For me, the only thing that has worked consistently is going to a barber and getting a straight razor shave.

Which is really nice, and lasts about a day before I have wicked stubble again.

Safety razors and straight razors in my hands just end up slashing my face pretty wickedly, and I can't seem to get the angles right (I've got whorls on my neck).
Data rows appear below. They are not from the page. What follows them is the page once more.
//! Single-request HTTP/1.x connection engine for prefork workers.
//!
//! Each accepted connection carries exactly one request: the head is parsed,
//! the body (fixed-length or chunked) is buffered into memory or a temporary
//! file, the [`Application`](handler::Application) is called once, and the
//! response is written with `Connection: close` before the socket is shut
//! down. Reads share one deadline per connection and every write is bounded,
//! so a slow or silent peer can never hold a worker indefinitely.
//!
//! # Example
//!
//! ```no_run
//! use std::time::Duration;
//! use http::Response;
//! use tokio::net::TcpListener;
//! use prefork_http::connection::HttpConnection;
//! use prefork_http::handler::make_application;
//! use prefork_http::protocol::{ConnectionInfo, RequestFields, ResponseBody};
//!
//! async fn hello(req: RequestFields) -> Result<Response<ResponseBody>, std::io::Error> {
//!     Ok(Response::new(ResponseBody::from(format!("hello {}\n", req.path_info()))))
//! }
//!
//! # async fn run() -> std::io::Result<()> {
//! let listener = TcpListener::bind("127.0.0.1:9292").await?;
//! let app = make_application(hello);
//! loop {
//!     let (stream, peer) = listener.accept().await?;
//!     let info = ConnectionInfo::new("127.0.0.1", 9292).with_remote(Some(peer));
//!     let (reader, writer) = stream.into_split();
//!     let _ = HttpConnection::new(reader, writer, info, Duration::from_secs(300)).process(&app).await;
//! }
//! # }
//! ```
//!
//! # Modules
//!
//! - [`connection`]: the per-connection engine and bounded response writer
//! - [`protocol`]: request fields, response bodies, body buffering, errors
//! - [`codec`]: request decoding and response head encoding
//! - [`handler`]: the application contract
//!
//! # Limits
//!
//! - request line plus headers: 16 KiB
//! - header count: 128
//! - bodies above 1 MiB are buffered on disk

pub mod codec;
pub mod connection;
pub mod handler;
pub mod protocol;

mod utils;
pub(crate) use utils::ensure;
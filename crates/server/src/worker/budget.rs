use rand::Rng;

/// Draws a per-worker count uniformly from `[min, max]`, or `max` when no smaller minimum is set.
///
/// Jittering keeps workers spawned together from all retiring together.
pub fn jitter<R>(min: Option<u64>, max: u64, rng: &mut R) -> u64
where
    R: Rng + ?Sized,
{
    match min {
        Some(min) if min < max => rng.gen_range(min..=max),
        _ => max,
    }
}

/// How many requests this worker may still serve.
#[derive(Debug, Clone, Copy, PartialEq, Eq)]
pub struct RequestBudget {
    /// `0` means unlimited.
    limit: u64,
    served: u64,
}

impl RequestBudget {
    pub fn new(limit: u64) -> Self {
        Self { limit, served: 0 }
    }

    pub fn draw<R>(min: Option<u64>, max: u64, rng: &mut R) -> Self
    where
        R: Rng + ?Sized,
    {
        Self::new(jitter(min, max, rng))
    }

    #[inline]
    pub fn limit(&self) -> u64 {
        self.limit
    }

    #[inline]
    pub fn served(&self) -> u64 {
        self.served
    }

    #[inline]
    pub fn is_unlimited(&self) -> bool {
        self.limit == 0
    }

    /// Counts one handled connection.
    pub fn record(&mut self) {
        self.served += 1;
    }

    pub fn is_exhausted(&self) -> bool {
        !self.is_unlimited() && self.served >= self.limit
    }
}

#[cfg(test)]
mod tests {
    use super::*;
    use rand::SeedableRng;
    use rand::rngs::StdRng;

    #[test]
    fn max_is_used_without_smaller_min() {
        let mut rng = StdRng::seed_from_u64(7);
        assert_eq!(jitter(None, 100, &mut rng), 100);
        assert_eq!(jitter(Some(100), 100, &mut rng), 100);
        assert_eq!(jitter(Some(200), 100, &mut rng), 100);
    }

    #[test]
    fn jitter_stays_in_range_and_covers_it() {
        let mut rng = StdRng::seed_from_u64(42);
        let mut seen = [false; 6];
        for _ in 0..1000 {
            let n = jitter(Some(5), 10, &mut rng);
            assert!((5..=10).contains(&n));
            seen[usize::try_from(n - 5).unwrap()] = true;
        }
        assert!(seen.iter().all(|hit| *hit));
    }

    #[test]
    fn same_seed_same_budget() {
        let a = RequestBudget::draw(Some(10), 1000, &mut StdRng::seed_from_u64(3));
        let b = RequestBudget::draw(Some(10), 1000, &mut StdRng::seed_from_u64(3));
        assert_eq!(a, b);
    }

    #[test]
    fn exhausts_after_limit() {
        let mut budget = RequestBudget::new(2);
        assert!(!budget.is_exhausted());
        budget.record();
        assert!(!budget.is_exhausted());
        budget.record();
        assert!(budget.is_exhausted());
        assert_eq!(budget.served(), 2);
    }

    #[test]
    fn zero_is_unlimited() {
        let mut budget = RequestBudget::new(0);
        for _ in 0..10_000 {
            budget.record();
        }
        assert!(budget.is_unlimited());
        assert!(!budget.is_exhausted());
    }
}
//! The per-connection engine.
//!
//! [`HttpConnection`] takes one accepted connection through parse, body
//! buffering, application dispatch and response writing, then closes it.
//! [`ResponseWriter`] bounds every write by the configured timeout.

mod http_connection;
mod response_writer;

pub use http_connection::HttpConnection;
pub use response_writer::ResponseWriter;
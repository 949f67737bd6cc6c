use std::io;
use std::sync::Arc;

use prefork_http::handler::Application;
use tracing::{error, info};

use crate::ServerError;
use crate::config::ServerConfig;
use crate::listener::ListenerHandle;
use crate::supervisor::{ForkControl, Supervisor, unblock_termination};
use crate::worker::{Termination, WorkerExit, WorkerLoop};

/// A prefork server: one listener, `max_workers` forked workers, one supervisor.
#[derive(Debug)]
pub struct Server<A> {
    config: ServerConfig,
    app: Arc<A>,
}

impl<A> Server<A>
where
    A: Application,
{
    pub fn new(config: ServerConfig, app: A) -> Self {
        Self { config, app: Arc::new(app) }
    }

    /// Sets up the listener, then supervises workers until terminated.
    ///
    /// Returns only after every worker has been reaped. Fails before any
    /// worker is spawned when the configuration or the listener is unusable.
    pub fn run(self) -> Result<(), ServerError> {
        self.config.validate()?;
        let listener = ListenerHandle::setup(&self.config)?;

        let result = self.supervise(&listener);
        listener.cleanup();
        result
    }

    fn supervise(&self, listener: &ListenerHandle) -> Result<(), ServerError> {
        let control = ForkControl::new(self.config.before_fork.clone(), || run_worker(listener, &self.app, &self.config))?;
        Supervisor::new(control, &self.config).run()
    }
}

/// Body of a forked worker process; returns the process exit code.
///
/// Expects SIGTERM and SIGHUP blocked on entry, as [`ForkControl`] leaves them,
/// and unblocks them once the worker's own handlers exist.
pub fn run_worker<A>(listener: &ListenerHandle, app: &Arc<A>, config: &ServerConfig) -> i32
where
    A: Application,
{
    if let Some(hook) = &config.after_fork {
        hook();
    }
    ignore_sigpipe();

    let runtime = match tokio::runtime::Builder::new_current_thread().enable_all().build() {
        Ok(runtime) => runtime,
        Err(e) => {
            error!(cause = %ServerError::Runtime(e), "worker failed to start");
            return 1;
        }
    };

    let result: io::Result<WorkerExit> = runtime.block_on(async {
        let accept = listener.to_listener()?;
        let termination = Termination::from_signals()?;
        unblock_termination()?;
        let worker = WorkerLoop::new(accept, Arc::clone(app), config, listener.connection_info());
        Ok(worker.run(termination).await)
    });

    match result {
        Ok(exit) => {
            info!(pid = std::process::id(), reason = ?exit, "worker done");
            0
        }
        Err(e) => {
            error!(cause = %ServerError::Runtime(e), "worker failed to start");
            1
        }
    }
}

fn ignore_sigpipe() {
    // SAFETY: the worker is still single-threaded; a write to a vanished peer then fails with EPIPE instead.
    unsafe {
        libc::signal(libc::SIGPIPE, libc::SIG_IGN);
    }
}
So I have a beard usually and occasionally get my neck shaved by a barber. Otherwise, I've got the five o'clock shadow by noon.
posted by klangklangston at 1:16 PM on June 17, 2011

To take this in a completely different direction, you might want to consider laser hair removal treatment. It hurts, and is f-ing expensive, but it will make whatever hair grows back in finer and easier to manage. I guess it would leave you with a patchier beard in the future... but if you absolutely want to be smooth, or have serious trouble with ingrown hairs, maybe you should check it out, at least for your worst trouble spots. I'm a 45 yo pasty-white legged woman. I joke that I'm half-Italian, and it's my lower half. I've now finished getting treatment on my inner thighs/bikini line and am delighted. No more razor burn or ingrown hairs! Dark coarse hair + pale skin = great results.

Like I said, it may be a weird suggestion, but what the heck.
posted by Thistlemouse at 6:51 PM on June 17, 2011

safety razors, particularly the multi-blade ones, give me wicked razor burn

You must be thinking of cartridge razors. Safety razors take only one blade.

And showering before shaving is good because it softens the whiskers--pores are incapable of opening and closing.